Fourteen-year-old Brooke Collins met Charlie St Cloud actor, Zac Efron, thanks to the Make-A-Wish Foundation.
“Oh my God, that was all I could say,” she said.
“I didn’t talk much.”
Brooke told the Make-A-Wish Foundation in mid-2009 – when she was undergoing treatment for anaplastic astrocytoma, a form of brain tumour – that she would like to meet the High School Musical heart-throb.
She originally wished for a trip to Disneyland in Los Angeles, before changing her mind.
“I said I’d like to go to Disneyland in America but I was loving Zac Efron, so I said I would like that wish better,” she said.
She thought she may be able to save the money to visit Disneyland in years to come.
Brooke, her father Adam and stepmother Kelly, were given three days’ notice before being flown to Sydney to walk the red carpet for the Charlie St Cloud premiere on 19 September, to see the sights of Sydney and meet Brooke’s celebrity crush a few days later.

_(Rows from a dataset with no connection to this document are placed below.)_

//! Intent classification and routing of free-form requests.

use axum::extract::State;
use axum::response::{IntoResponse, Response};
use axum::Json;
use coachly_core::conversation::ChatMessage;
use coachly_core::intent::{modules_prompt_list, parse_classification, route, ClassificationResult};
use coachly_core::outcome::Outcome;
use coachly_core::prompts::PromptTemplate;
use coachly_db::repositories::IdeaRepo;
use coachly_llm::{CompletionRequest, ModelGateway};
use serde::{Deserialize, Serialize};

use super::{best_effort, not_provided, provided, render_prompt, settle};
use crate::middleware::auth::AuthUser;
use crate::state::AppState;

/// Ask the model to classify `query` against the known modules.
pub async fn classify(gateway: &dyn ModelGateway, query: &str) -> Outcome<ClassificationResult> {
    let modules = modules_prompt_list();
    let prompt = render_prompt(
        PromptTemplate::IntentClassification,
        &[("modules", &modules), ("query", query)],
    );
    gateway
        .complete_prompt(&prompt)
        .await
        .and_then(|raw| parse_classification(&raw))
}

/// The request a routed prompt becomes for modules that generate text.
///
/// Modules that need their own page (simulation, teams, voice, ...) get
/// `None`; the client navigates there instead.
pub fn dispatch_request(module: &str, prompt: &str) -> Option<CompletionRequest> {
    let request = match module {
        "micro-lesson" => {
            CompletionRequest::prompt(render_prompt(PromptTemplate::MicroLesson, &[("topic", prompt)]))
        }
        "recommendation" => CompletionRequest::prompt(render_prompt(
            PromptTemplate::Recommendation,
            &[("skill_gap", prompt)],
        )),
        "career-coach" => CompletionRequest::messages(vec![
            ChatMessage::system(render_prompt(PromptTemplate::CareerCoach, &[])),
            ChatMessage::user(prompt),
        ]),
        "skills-forecast" => CompletionRequest::prompt(render_prompt(
            PromptTemplate::SkillsForecast,
            &[("learning_history", prompt), ("keywords", "")],
        )),
        "concepts" => CompletionRequest::prompt(render_prompt(PromptTemplate::Concepts, &[])),
        "web-search" => CompletionRequest::prompt(prompt),
        _ => return None,
    };
    Some(request)
}

#[derive(Debug, Deserialize)]
pub struct ClassifyRequest {
    #[serde(default)]
    pub query: Option<String>,
}

/// POST /classify-intent
pub async fn classify_intent(
    _auth: AuthUser,
    State(state): State<AppState>,
    Json(input): Json<ClassifyRequest>,
) -> Response {
    let Some(query) = provided(input.query) else {
        return not_provided("query");
    };
    let classification = settle(
        classify(state.gateway.as_ref(), &query).await,
        "classify-intent",
    );
    Json(classification).into_response()
}

#[derive(Debug, Deserialize)]
pub struct RouteRequest {
    #[serde(default)]
    pub prompt: Option<String>,
}

#[derive(Debug, Serialize)]
pub struct RouteResponse {
    pub module: Option<String>,
    pub reason: String,
    pub classification: ClassificationResult,
    /// Generated text when the module produces text directly.
    pub result: Option<String>,
}

/// POST /route
///
/// Classify the prompt, route it, and run it through the routed module's
/// generator when that module produces text. Unrouted prompts are
/// recorded as unknown intents for the roadmap.
pub async fn route_prompt(
    auth: AuthUser,
    State(state): State<AppState>,
    Json(input): Json<RouteRequest>,
) -> Response {
    let Some(prompt) = provided(input.prompt) else {
        return not_provided("query");
    };

    let classification = settle(classify(state.gateway.as_ref(), &prompt).await, "route");
    let decision = route(&classification);

    let result = match decision.module.as_deref() {
        Some(module) => match dispatch_request(module, &prompt) {
            Some(request) => Some(settle(state.gateway.complete(request).await, "route")),
            None => None,
        },
        None => {
            best_effort(
                IdeaRepo::log_unknown_intent(
                    state.store.as_ref(),
                    Some(&auth.uid),
                    &prompt,
                    &classification,
                )
                .await,
                "unknown intent",
                &auth.uid,
            );
            None
        }
    };

    tracing::info!(
        user_id = %auth.uid,
        module = ?decision.module,
        confidence = classification.confidence.as_str(),
        "Prompt routed",
    );

    Json(RouteResponse {
        module: decision.module,
        reason: decision.reason,
        classification,
        result,
    })
    .into_response()
}
pub mod certifications;
pub mod generation;
pub mod health;
pub mod ideas;
pub mod lessons;
pub mod teams;
pub mod voice;

use axum::Router;

use crate::state::AppState;

/// Build the application route tree. Everything is served at the root.
///
/// Route hierarchy:
///
/// ```text
/// /                                                liveness message (public)
/// /health                                          service and store health (public)
/// /concepts                                        concept explanations (public)
///
/// /micro-lesson                                    generate and save a lesson
/// /simulation                                      open a customer simulation
/// /simulation-step                                 continue a simulation
/// /recommendation                                  learning recommendation
/// /career-coach                                    coaching conversation turn
/// /skills-forecast                                 skills forecast
/// /video-quiz                                      quiz from a video summary
/// /web-search                                      free-form question
/// /classify-intent                                 classify a request
/// /route                                           classify, route and run
/// /llm                                             raw completion
/// /llm-stream                                      raw streamed completion
///
/// /lessons                                         list, create
/// /lessons/{id}                                    get, update, delete
///
/// /teams                                           list, create
/// /teams/{id}                                      get, delete
/// /teams/{id}/members                              list, add
/// /teams/{id}/members/{member_id}                  remove
/// /teams/{id}/analytics                            AI analytics (POST)
///
/// /certifications/recommend                        recommendations (saves profile)
/// /certifications/study-plan                       study plan
/// /certifications/simulate                         interview simulation
/// /certifications/career-coach                     career advice
/// /certifications/user-recommendations             recommendation history
/// /certifications/user-profile                     saved profile
/// /certifications/save-profile                     save profile
///
/// /admin/unknown-intents                           list ideas
/// /admin/unknown-intents/{id}                      delete (admin only)
/// /admin/unknown-intents/{id}/upvote               upvote
/// /admin/unknown-intents/{id}/subscribe            follow by email
/// /admin/unknown-intents/{id}/status               set status (admin only)
///
/// /voice-cloning/upload-sample                     upload a sample (multipart)
/// /voice-cloning/train                             start training
/// /voice-cloning/training-status/{id}              training progress
/// /voice-cloning/models                            list voice models
/// /voice-cloning/synthesize                        synthesize speech
/// /voice-cloning/model                             delete voice model
/// ```
pub fn app_routes() -> Router<AppState> {
    Router::new()
        .merge(health::router())
        .merge(generation::router())
        .nest("/lessons", lessons::router())
        .nest("/teams", teams::router())
        .nest("/certifications", certifications::router())
        .nest("/admin/unknown-intents", ideas::router())
        .nest("/voice-cloning", voice::router())
}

“It was pretty cool,” Brooke said.
“He was all casual and down-to-earth.”
Zac sat on the floor near Brooke and a New Zealand Make-A-Wish child and everything was “rock and roll”, Kelly said.
Brooke even got a hug from Zac – and now won’t wash the jacket she was wearing.
“She just kept saying ‘Oh my God, I’m in the same room as Zac Efron’,” Kelly said.
Brooke didn’t have the traditional wish-granting ceremony, because the trip was last minute; instead she had her official ceremony at the Make-A-Wish Golf Day at Cranbourne Golf Club last month.
Kelly said Make-A-Wish and other charities have been fantastic since Brooke’s diagnosis and the family is looking forward to a time they can give back to those who have helped.
Brooke was diagnosed with anaplastic astrocytoma in March 2009, after suffering constant headaches.
Within days, she was in surgery at the Royal Children’s Hospital to have the tumour removed. Twelve months of radiation and chemotherapy followed before surgery to remove another two tumours.
Since returning from the whirlwind trip, Brooke has been diagnosed with five additional tumours and the doctors have given her only months to live without the use of trial drugs.
But the family is hoping an all natural diet and chemical free life will give Brooke more time.
“Chemo didn’t work for her, radiation didn’t work for her, but we’re hoping this will,” Kelly said.
Brooke and the family are hoping Brooke’s wish to visit Disneyland may still become a reality.